Collected data entries:

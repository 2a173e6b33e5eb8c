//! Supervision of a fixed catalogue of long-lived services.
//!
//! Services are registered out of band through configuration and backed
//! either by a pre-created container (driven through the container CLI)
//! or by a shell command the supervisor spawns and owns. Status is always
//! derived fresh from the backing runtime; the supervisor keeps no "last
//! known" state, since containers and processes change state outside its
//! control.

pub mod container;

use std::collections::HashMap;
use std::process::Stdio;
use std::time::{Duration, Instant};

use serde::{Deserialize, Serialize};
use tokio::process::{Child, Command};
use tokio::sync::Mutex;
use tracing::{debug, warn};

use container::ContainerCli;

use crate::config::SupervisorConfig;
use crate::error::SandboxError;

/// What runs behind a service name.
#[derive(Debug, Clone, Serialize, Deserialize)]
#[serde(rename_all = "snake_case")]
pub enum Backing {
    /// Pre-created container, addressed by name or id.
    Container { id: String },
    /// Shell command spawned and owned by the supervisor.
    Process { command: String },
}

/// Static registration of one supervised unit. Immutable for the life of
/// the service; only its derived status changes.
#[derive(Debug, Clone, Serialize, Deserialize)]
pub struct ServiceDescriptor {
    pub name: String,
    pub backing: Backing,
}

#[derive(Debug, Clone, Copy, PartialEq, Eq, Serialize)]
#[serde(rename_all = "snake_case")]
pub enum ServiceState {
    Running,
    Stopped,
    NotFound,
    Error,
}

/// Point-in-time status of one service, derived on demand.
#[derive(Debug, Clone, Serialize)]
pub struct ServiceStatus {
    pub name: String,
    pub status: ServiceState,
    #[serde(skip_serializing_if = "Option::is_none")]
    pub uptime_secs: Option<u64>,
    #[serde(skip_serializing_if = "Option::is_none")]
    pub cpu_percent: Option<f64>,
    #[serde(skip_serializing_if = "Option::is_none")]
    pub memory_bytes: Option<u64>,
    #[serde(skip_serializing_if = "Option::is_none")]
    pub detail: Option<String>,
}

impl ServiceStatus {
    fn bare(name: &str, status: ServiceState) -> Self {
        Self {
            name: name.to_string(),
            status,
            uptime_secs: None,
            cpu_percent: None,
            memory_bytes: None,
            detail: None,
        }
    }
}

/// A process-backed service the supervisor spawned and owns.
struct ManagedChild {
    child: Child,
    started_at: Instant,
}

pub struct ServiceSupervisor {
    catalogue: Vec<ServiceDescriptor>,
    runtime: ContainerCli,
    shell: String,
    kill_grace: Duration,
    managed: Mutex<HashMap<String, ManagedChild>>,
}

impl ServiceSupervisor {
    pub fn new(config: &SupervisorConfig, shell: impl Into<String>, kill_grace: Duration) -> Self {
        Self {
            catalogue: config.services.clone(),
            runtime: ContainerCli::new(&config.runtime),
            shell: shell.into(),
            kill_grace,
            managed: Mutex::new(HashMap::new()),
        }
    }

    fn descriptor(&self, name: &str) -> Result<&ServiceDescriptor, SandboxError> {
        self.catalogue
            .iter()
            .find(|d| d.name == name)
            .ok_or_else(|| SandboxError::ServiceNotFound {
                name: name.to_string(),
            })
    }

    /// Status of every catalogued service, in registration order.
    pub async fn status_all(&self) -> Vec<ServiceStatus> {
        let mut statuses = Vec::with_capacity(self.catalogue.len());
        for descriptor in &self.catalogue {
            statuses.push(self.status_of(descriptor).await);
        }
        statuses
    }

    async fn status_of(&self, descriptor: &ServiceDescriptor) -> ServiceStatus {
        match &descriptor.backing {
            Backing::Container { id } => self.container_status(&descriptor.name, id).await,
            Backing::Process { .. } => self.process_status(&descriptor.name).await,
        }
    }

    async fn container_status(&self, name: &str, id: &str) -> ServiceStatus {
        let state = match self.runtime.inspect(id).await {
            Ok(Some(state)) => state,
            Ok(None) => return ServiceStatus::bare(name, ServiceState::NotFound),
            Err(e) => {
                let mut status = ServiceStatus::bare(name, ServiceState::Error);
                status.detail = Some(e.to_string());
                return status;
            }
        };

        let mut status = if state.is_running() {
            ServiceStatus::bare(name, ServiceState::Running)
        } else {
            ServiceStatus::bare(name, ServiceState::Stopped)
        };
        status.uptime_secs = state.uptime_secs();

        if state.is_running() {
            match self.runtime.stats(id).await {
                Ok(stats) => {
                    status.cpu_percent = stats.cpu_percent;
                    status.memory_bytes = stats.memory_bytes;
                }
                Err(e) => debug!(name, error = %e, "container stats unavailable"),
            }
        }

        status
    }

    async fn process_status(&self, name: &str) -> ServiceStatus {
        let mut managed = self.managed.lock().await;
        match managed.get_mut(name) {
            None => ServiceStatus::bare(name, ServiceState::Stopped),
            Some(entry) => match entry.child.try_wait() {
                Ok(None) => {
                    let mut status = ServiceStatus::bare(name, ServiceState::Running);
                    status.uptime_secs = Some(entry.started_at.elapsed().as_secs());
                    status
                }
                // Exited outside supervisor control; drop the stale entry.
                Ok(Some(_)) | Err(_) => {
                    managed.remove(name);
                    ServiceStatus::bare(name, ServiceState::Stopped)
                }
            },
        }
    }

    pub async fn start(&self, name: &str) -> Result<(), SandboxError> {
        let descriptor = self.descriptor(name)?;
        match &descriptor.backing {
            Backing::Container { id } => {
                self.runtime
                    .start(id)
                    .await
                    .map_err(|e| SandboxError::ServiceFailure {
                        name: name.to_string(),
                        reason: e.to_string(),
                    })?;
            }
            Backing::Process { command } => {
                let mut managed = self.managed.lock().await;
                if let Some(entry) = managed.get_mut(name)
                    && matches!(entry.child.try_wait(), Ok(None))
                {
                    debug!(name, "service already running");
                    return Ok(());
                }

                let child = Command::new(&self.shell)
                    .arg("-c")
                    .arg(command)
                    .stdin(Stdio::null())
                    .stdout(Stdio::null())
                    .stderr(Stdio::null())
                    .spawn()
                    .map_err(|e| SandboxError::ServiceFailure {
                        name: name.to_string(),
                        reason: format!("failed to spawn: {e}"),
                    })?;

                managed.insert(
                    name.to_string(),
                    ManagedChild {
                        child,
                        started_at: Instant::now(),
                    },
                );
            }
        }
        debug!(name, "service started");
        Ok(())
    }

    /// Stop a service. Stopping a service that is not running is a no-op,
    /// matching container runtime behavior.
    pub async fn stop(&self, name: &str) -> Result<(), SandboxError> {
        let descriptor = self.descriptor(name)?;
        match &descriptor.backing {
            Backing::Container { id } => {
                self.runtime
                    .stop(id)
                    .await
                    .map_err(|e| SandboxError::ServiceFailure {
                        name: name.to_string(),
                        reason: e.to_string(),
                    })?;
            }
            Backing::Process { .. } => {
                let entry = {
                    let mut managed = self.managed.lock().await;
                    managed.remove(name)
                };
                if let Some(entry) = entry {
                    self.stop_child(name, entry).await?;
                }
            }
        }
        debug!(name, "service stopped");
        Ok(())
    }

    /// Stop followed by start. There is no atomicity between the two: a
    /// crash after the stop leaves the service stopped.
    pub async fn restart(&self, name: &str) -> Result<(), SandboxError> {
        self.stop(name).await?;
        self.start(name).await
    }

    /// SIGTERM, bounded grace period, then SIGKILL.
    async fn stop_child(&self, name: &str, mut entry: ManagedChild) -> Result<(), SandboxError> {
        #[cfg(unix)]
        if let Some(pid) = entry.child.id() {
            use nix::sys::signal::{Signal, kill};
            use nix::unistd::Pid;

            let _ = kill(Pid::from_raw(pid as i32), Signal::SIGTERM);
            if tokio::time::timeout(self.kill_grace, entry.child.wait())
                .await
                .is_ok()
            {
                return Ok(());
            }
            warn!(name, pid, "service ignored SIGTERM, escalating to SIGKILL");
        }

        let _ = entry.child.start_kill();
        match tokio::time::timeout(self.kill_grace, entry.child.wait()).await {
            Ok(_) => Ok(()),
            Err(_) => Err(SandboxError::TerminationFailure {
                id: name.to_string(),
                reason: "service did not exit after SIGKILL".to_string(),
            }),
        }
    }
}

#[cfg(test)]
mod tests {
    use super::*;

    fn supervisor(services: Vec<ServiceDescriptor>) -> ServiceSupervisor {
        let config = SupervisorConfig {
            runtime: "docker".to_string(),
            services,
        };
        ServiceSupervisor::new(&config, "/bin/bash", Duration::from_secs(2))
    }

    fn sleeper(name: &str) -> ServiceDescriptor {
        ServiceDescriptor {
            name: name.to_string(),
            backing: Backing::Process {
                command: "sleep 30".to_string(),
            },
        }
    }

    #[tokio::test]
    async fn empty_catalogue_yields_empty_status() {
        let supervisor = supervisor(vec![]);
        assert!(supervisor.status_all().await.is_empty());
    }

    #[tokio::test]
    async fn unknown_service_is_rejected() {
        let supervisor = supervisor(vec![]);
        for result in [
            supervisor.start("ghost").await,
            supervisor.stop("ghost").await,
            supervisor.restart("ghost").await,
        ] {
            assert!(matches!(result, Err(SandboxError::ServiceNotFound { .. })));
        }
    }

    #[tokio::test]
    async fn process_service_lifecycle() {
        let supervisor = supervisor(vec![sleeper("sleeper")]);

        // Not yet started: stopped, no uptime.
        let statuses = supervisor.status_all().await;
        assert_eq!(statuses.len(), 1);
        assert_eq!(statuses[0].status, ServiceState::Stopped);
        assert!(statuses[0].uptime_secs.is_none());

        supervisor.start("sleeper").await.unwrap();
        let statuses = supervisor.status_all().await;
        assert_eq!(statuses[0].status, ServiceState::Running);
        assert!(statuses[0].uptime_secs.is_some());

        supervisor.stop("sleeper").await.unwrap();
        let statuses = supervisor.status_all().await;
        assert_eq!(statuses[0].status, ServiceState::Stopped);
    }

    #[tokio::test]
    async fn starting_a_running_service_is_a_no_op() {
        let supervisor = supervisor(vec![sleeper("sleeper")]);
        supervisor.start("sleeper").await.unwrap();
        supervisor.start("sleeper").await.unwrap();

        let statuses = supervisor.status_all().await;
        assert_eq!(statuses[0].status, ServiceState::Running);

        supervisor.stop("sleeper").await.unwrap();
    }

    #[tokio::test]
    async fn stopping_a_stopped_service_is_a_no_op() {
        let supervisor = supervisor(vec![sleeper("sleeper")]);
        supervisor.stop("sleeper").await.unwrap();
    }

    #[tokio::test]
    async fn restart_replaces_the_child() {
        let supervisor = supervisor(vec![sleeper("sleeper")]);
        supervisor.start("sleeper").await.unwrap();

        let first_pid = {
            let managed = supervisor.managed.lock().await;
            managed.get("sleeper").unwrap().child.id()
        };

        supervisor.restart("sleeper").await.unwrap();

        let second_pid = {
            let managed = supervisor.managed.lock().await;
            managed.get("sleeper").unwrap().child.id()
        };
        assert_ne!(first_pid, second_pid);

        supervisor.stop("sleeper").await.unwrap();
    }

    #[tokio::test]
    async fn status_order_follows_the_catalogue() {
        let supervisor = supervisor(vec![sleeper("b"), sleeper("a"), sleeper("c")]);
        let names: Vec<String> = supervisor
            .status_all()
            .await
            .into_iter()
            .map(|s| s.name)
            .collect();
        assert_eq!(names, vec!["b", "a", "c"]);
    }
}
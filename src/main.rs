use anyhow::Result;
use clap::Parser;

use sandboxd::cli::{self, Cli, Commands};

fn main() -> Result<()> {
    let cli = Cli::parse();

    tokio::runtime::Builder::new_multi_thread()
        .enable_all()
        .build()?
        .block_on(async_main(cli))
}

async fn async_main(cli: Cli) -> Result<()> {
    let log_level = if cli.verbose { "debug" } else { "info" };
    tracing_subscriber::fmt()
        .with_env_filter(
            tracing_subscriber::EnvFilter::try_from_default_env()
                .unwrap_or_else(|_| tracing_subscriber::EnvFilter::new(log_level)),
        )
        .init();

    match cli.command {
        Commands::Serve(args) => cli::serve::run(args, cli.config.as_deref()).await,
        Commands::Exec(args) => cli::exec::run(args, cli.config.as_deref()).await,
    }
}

### [Task brief]
Reproduce exactly the lines from the beginning of the entries above up to and including the line that contains "Status is always".

### [Task output]
repository 2a173e6b33e5eb8c
//! Supervision of a fixed catalogue of long-lived services.
//!
//! Services are registered out of band through configuration and backed
//! either by a pre-created container (driven through the container CLI)
//! or by a shell command the supervisor spawns and owns. Status is always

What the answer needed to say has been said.